» REQUIRED WORK
Look for the word "SavedGoal" in the entries and copy every line where it shows up.

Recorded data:
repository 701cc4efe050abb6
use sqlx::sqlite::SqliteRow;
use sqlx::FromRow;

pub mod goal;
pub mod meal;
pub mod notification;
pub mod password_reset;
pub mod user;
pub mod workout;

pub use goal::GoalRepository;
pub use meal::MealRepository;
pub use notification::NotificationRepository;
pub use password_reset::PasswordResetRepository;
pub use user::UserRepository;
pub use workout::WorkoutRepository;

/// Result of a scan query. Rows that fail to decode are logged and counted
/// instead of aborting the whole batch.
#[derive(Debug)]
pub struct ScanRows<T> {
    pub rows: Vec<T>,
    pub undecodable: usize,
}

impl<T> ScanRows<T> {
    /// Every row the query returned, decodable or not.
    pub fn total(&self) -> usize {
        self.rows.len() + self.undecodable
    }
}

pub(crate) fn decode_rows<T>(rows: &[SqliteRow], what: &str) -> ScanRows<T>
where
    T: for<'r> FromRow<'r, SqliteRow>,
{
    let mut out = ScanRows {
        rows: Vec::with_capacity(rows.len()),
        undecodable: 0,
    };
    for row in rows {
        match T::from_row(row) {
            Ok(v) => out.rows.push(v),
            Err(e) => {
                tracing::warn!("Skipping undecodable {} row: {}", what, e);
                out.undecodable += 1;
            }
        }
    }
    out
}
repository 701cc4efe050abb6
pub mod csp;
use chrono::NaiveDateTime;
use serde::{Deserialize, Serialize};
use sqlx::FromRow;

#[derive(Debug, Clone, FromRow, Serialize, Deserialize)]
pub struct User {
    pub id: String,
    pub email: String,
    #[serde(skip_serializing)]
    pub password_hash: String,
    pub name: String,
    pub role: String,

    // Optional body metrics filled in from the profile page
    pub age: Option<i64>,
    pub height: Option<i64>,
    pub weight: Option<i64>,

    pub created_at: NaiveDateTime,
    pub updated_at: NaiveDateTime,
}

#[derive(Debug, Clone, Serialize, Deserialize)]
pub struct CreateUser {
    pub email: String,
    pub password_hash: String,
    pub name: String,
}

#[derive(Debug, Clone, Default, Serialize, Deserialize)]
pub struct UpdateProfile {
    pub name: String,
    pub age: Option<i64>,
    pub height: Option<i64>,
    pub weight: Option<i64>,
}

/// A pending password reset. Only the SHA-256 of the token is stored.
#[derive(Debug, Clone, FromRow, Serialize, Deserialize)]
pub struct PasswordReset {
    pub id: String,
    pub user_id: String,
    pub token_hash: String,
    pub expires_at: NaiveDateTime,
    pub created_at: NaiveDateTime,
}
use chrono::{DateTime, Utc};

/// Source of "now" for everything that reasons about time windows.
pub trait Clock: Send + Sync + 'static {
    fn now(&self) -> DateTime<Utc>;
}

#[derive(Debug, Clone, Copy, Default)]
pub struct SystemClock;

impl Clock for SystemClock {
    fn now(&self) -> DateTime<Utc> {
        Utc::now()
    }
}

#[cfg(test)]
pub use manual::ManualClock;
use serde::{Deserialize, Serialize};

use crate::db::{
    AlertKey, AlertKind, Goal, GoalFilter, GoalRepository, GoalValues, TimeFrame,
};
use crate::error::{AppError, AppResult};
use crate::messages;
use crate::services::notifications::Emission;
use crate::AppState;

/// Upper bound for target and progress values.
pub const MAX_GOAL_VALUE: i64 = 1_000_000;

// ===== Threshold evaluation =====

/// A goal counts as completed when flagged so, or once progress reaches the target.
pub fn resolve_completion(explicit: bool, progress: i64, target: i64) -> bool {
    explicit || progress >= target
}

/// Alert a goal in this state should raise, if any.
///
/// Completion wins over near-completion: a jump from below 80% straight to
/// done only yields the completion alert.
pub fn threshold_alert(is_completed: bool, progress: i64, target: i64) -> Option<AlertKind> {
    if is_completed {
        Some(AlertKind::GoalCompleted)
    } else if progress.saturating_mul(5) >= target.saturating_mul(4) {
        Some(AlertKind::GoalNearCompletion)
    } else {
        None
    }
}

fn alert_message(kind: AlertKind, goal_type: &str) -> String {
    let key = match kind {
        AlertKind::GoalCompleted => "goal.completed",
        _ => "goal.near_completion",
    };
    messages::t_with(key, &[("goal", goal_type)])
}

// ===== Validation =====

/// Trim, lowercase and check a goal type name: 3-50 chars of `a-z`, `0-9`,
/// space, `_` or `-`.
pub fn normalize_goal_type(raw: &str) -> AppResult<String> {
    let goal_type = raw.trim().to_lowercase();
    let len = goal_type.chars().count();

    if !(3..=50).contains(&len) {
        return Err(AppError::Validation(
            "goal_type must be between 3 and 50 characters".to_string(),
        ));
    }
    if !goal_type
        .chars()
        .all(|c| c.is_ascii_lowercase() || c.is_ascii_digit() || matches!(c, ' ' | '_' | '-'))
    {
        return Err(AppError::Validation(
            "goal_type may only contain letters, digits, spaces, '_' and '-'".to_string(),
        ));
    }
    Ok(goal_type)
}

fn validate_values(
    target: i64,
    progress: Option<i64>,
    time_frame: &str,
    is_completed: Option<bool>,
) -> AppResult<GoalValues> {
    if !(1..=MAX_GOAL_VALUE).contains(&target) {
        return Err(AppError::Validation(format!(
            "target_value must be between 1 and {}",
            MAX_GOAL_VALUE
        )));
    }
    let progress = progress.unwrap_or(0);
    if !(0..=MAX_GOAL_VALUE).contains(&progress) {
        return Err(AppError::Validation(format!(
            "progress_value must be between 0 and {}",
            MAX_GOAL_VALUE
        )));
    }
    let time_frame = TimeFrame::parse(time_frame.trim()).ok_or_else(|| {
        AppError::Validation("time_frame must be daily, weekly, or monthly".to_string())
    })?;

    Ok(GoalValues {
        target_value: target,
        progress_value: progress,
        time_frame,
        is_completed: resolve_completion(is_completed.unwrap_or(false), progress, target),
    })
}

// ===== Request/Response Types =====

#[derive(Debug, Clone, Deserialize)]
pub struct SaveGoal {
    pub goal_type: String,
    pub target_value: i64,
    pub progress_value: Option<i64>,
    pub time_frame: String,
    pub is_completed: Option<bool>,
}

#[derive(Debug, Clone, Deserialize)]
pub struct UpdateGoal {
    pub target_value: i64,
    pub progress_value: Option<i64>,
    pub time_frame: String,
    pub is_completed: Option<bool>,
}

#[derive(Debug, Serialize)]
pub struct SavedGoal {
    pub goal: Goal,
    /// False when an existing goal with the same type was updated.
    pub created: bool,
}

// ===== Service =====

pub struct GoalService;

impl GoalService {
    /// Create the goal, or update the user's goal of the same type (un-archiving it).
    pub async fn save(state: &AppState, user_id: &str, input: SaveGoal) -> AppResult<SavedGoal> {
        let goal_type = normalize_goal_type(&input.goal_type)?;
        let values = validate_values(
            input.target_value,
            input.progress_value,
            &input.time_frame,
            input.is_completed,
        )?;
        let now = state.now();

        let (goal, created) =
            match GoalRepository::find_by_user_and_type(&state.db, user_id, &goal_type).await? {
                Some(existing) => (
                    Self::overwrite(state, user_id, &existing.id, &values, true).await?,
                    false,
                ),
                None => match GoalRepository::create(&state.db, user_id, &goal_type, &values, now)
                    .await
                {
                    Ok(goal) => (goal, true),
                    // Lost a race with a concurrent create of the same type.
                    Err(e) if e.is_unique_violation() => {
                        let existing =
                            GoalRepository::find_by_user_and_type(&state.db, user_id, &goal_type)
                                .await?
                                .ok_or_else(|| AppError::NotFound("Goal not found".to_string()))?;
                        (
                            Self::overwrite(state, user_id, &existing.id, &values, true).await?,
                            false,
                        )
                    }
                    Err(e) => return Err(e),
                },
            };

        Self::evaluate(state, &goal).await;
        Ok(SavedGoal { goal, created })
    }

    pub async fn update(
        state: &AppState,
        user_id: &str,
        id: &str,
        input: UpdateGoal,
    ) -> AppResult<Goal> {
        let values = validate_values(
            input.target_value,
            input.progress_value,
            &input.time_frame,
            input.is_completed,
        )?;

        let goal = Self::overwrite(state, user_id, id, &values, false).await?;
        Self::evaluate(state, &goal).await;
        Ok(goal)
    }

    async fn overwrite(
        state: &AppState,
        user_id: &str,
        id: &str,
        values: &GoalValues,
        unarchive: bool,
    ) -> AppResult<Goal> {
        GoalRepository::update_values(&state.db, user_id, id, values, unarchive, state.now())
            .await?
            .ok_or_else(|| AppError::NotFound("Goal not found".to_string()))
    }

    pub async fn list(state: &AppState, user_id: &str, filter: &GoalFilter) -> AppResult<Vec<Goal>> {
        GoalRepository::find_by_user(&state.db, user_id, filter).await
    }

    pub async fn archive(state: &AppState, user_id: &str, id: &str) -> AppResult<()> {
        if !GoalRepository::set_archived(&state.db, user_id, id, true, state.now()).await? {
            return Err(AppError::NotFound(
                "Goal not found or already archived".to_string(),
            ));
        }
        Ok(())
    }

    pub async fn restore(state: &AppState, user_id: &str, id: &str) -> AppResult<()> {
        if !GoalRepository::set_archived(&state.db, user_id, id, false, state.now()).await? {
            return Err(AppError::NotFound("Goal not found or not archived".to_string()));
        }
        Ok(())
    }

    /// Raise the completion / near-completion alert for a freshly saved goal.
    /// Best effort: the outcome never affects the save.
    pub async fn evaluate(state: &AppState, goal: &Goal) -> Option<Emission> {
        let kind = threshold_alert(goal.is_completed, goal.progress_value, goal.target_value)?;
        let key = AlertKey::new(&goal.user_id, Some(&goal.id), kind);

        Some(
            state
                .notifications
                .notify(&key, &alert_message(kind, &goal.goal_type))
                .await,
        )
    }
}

» EXERCISE ANSWER
pub struct SavedGoal {
    pub async fn save(state: &AppState, user_id: &str, input: SaveGoal) -> AppResult<SavedGoal> {
        Ok(SavedGoal { goal, created })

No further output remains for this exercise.